Altro errore di Harden. Altro canestro sbagliato da KD. Me ne frega poco delle statistiche, stanno giocando male già da un paio di gare e qualsiasi squadra perda, le loro colpe sono belle pesanti.

I Rockets riallungano con una bella tripla di Gordon (assist di Harden). Di nuovo 4 punti a separare le squadrema sembrano 40 a vedere le facce degli Warriors che non capiscono perché non funzioni niente di quello che fanno contro Houston e, soprattutto, dove sia finito il loro gioco fluido ed efficace.

Manca una manciata di secondi, siamo a +1 Houston: palla a CP3.

The point-god sbaglia, rimane a terra, fastbreak di Golden State per riacciuffare gli avversari ma… Cook sbaglia la tripla. Cook.

Ok, era libero per il mancato rientro di Paul.

Siamo sicuri che sia normale che in una squadra con Curry, Durant e Thompson il tiro della stagione lo debba prendere Quinn Cook?

Paul zoppica e si tocca il bicipite femorale destro ed esce.
Speriamo che non sia nulla di grave.
La palla torna agli Warriors, 22 secondi, CP3 è fuori, sono sotto di uno con la palla in mano: win or go home.

Curry sbaglia, period.
Si va ai liberi.
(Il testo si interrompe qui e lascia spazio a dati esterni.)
//! Predicates over already-decoded descriptors. Nothing here fetches.

use scry_classfile::names::object_descriptor;
use scry_classfile::Annotation;

use crate::descriptor::{AnnotationBearer, ClassDescriptor, MethodIdentity, TypeHandle};

/// True iff `bearer` has a runtime-visible annotation whose type descriptor
/// is exactly `descriptor` (e.g. `Ljava/lang/Deprecated;`).
pub fn has_annotation<B: AnnotationBearer + ?Sized>(descriptor: &str, bearer: &B) -> bool {
    has_annotation_in(descriptor, bearer.annotations())
}

/// Like [`has_annotation`], naming the annotation type by handle.
pub fn has_annotation_type<T, B>(annotation_type: &T, bearer: &B) -> bool
where
    T: TypeHandle + ?Sized,
    B: AnnotationBearer + ?Sized,
{
    has_annotation(&object_descriptor(&annotation_type.binary_name()), bearer)
}

pub fn has_annotation_in(descriptor: &str, annotations: &[Annotation]) -> bool {
    annotations.iter().any(|a| a.type_descriptor == descriptor)
}

/// Name plus generic signature. Two overloads whose generic signatures are
/// both absent compare equal even if their raw descriptors differ.
pub fn methods_equal(m1: &MethodIdentity, m2: &MethodIdentity) -> bool {
    m1.name == m2.name && m1.signature == m2.signature
}

pub fn has_method(method: &MethodIdentity, methods: &[MethodIdentity]) -> bool {
    methods.iter().any(|m| methods_equal(method, m))
}

pub fn declares_method(method: &MethodIdentity, class: &ClassDescriptor) -> bool {
    has_method(method, &class.methods)
}

/// Nominal identity: same binary name, regardless of content.
pub fn classes_equal(c1: &ClassDescriptor, c2: &ClassDescriptor) -> bool {
    c1.name == c2.name
}

#[cfg(test)]
mod tests {
    use super::*;

    const DEPRECATED: &str = "Ljava/lang/Deprecated;";

    fn method(name: &str, descriptor: &str, signature: Option<&str>) -> MethodIdentity {
        MethodIdentity {
            descriptor: descriptor.to_string(),
            ..MethodIdentity::new(name, signature)
        }
    }

    #[test]
    fn annotation_presence_is_exact_match() {
        let none: Vec<Annotation> = Vec::new();
        assert!(!has_annotation(DEPRECATED, &none));
        assert!(has_annotation(DEPRECATED, &vec![Annotation::new(DEPRECATED)]));
        assert!(!has_annotation(
            DEPRECATED,
            &vec![Annotation::new("Ljava/lang/FunctionalInterface;")]
        ));
        assert!(!has_annotation("Ljava/lang/Deprecated", &vec![Annotation::new(DEPRECATED)]));
        assert!(has_annotation_in(DEPRECATED, &[Annotation::new(DEPRECATED)]));
    }

    #[test]
    fn annotation_presence_by_type_handle() {
        let anns = vec![Annotation::new(DEPRECATED)];
        let handle = Annotation::new("Ljava/lang/Deprecated;");
        assert!(has_annotation_type(&handle, &anns));
        assert!(!has_annotation_type(&Annotation::new("Lcom/example/Other;"), &anns));
    }

    #[test]
    fn invisible_annotations_are_not_consulted() {
        let mut m = MethodIdentity::new("run", None);
        m.invisible_annotations.push(Annotation::new(DEPRECATED));
        assert!(!has_annotation(DEPRECATED, &m));
        assert_eq!(m.invisible_annotations().len(), 1);
    }

    #[test]
    fn method_equality_ignores_raw_descriptor() {
        let a = method("get", "(Ljava/lang/Object;)Ljava/lang/Object;", Some("(TK;)TV;"));
        let b = method("get", "(Ljava/lang/String;)Ljava/lang/Integer;", Some("(TK;)TV;"));
        assert!(methods_equal(&a, &b));

        let c = method("get", "(I)V", None);
        let d = method("get", "(J)V", None);
        assert!(methods_equal(&c, &d));

        assert!(!methods_equal(&a, &c));
        assert!(!methods_equal(&a, &method("put", "", Some("(TK;)TV;"))));
    }

    #[test]
    fn has_method_scans_the_list() {
        let methods = vec![method("a", "()V", None), method("b", "()V", Some("()TT;"))];
        assert!(has_method(&MethodIdentity::new("b", Some("()TT;")), &methods));
        assert!(!has_method(&MethodIdentity::new("b", None), &methods));
        assert!(!has_method(&MethodIdentity::new("a", None), &[]));
    }
}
La mano di Ariza non trema al primo libero, ma al secondo si.

10 secondi e servono due punti per andare all’halftime. Time-out per Steve Kerr sul 94-96.

Siamo di nuovo qui: win or go home. A questi livelli, non capita spesso di avere una seconda occasioni pochi istanti dopo aver buttato la prima.

Golden State ha eseguito male tutta la sera (specialmente dopo i time-out), ma questo è un possesso di importanza capitale. E dopo tutto sono i defender e hanno nel roster dei fenomeni assoluti.

Io davvero non saprei a chi darla. L’azione inizia da Curry, che la passa a Green, che perde palla senza mai controllarla. Golden State inciampa su se stessa e cade a terra fragorosamente, come Draymond Green.

Oppure, come qualcuno ha sottolineato su Twitter:

Brutto vederli così, onestamente. Così persi e insicuri da non riuscire per due gare di fila ad eseguire i loro giochi nei finali di gara.

Gordon va in lunetta: il primo è morbido, il secondo pure.

Houston è ad una partita dalle NBA Finals.